_WHAT YOU HAVE TO DO_.
Lines with "wrong": copy each one from the listing below.

_SUPPLIED DATA_.
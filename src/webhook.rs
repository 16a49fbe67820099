//! Webhook related structures

use axum::body::Bytes;
use axum::http::HeaderMap;
use serde_json::Value;
use std::fmt;

/// Header GitHub uses to name the sub-event of a delivery.
pub const GITHUB_EVENT_HEADER: &str = "X-GitHub-Event";

const REFS_HEADS: &str = "refs/heads/";

#[derive(Debug, Clone, Copy, PartialEq, Eq)]
pub enum EventKind {
    Deployment,
    Push,
}

impl fmt::Display for EventKind {
    fn fmt(&self, f: &mut fmt::Formatter<'_>) -> fmt::Result {
        match self {
            EventKind::Deployment => write!(f, "deployment"),
            EventKind::Push => write!(f, "push"),
        }
    }
}

/// Request body as handed over by the router.
#[derive(Debug, Clone)]
pub enum Payload {
    Json(Value),
    Raw(Bytes),
}

/// One inbound delivery, already classified by the route it arrived on.
#[derive(Debug, Clone)]
pub struct WebhookEvent {
    pub kind: EventKind,
    pub token: String,
    pub headers: HeaderMap,
    pub payload: Payload,
}

impl WebhookEvent {
    pub fn new(kind: EventKind, token: impl Into<String>, headers: HeaderMap, payload: Payload) -> Self {
        Self {
            kind,
            token: token.into(),
            headers,
            payload,
        }
    }

    /// Value of the `X-GitHub-Event` header, if present and valid UTF-8.
    pub fn github_event(&self) -> Option<&str> {
        self.headers
            .get(GITHUB_EVENT_HEADER)
            .and_then(|v| v.to_str().ok())
    }
}

/// The fields of a GitHub push payload the policy checks read.
#[derive(Debug, Clone, Default)]
pub struct PushPayload {
    pub git_ref: Option<String>,
    pub commits: Vec<Commit>,
}

#[derive(Debug, Clone, Default, PartialEq)]
pub struct Commit {
    pub id: Option<String>,
    pub message: Option<String>,
    pub added: Vec<String>,
    pub modified: Vec<String>,
}

impl Commit {
    /// Entries that are not objects yield `None`; fields of the wrong type
    /// read as absent.
    fn from_json(value: &Value) -> Option<Self> {
        let commit = value.as_object()?;
        let text = |key: &str| commit.get(key).and_then(Value::as_str).map(String::from);
        let paths = |key: &str| -> Vec<String> {
            commit
                .get(key)
                .and_then(Value::as_array)
                .into_iter()
                .flatten()
                .filter_map(Value::as_str)
                .map(String::from)
                .collect()
        };

        Some(Self {
            id: text("id"),
            message: text("message"),
            added: paths("added"),
            modified: paths("modified"),
        })
    }
}

impl PushPayload {
    /// Reads a push body. Returns `None` unless the body is a JSON object.
    /// A `ref` that is not a string reads as missing; `commits` entries of
    /// the wrong shape are skipped.
    pub fn from_json(value: &Value) -> Option<Self> {
        let body = value.as_object()?;
        let git_ref = body.get("ref").and_then(Value::as_str).map(String::from);
        let commits = body
            .get("commits")
            .and_then(Value::as_array)
            .into_iter()
            .flatten()
            .filter_map(Commit::from_json)
            .collect();

        Some(Self { git_ref, commits })
    }

    pub fn with_ref(git_ref: impl Into<String>) -> Self {
        Self {
            git_ref: Some(git_ref.into()),
            commits: Vec::new(),
        }
    }

    /// Branch name with the `refs/heads/` prefix stripped. `None` when the
    /// payload carries no `ref`.
    pub fn branch(&self) -> Option<&str> {
        self.git_ref
            .as_deref()
            .map(|r| r.strip_prefix(REFS_HEADS).unwrap_or(r))
    }
}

_TASK SOLUTION_.
    /// Entries that are not objects yield `None`; fields of the wrong type
    /// the wrong shape are skipped.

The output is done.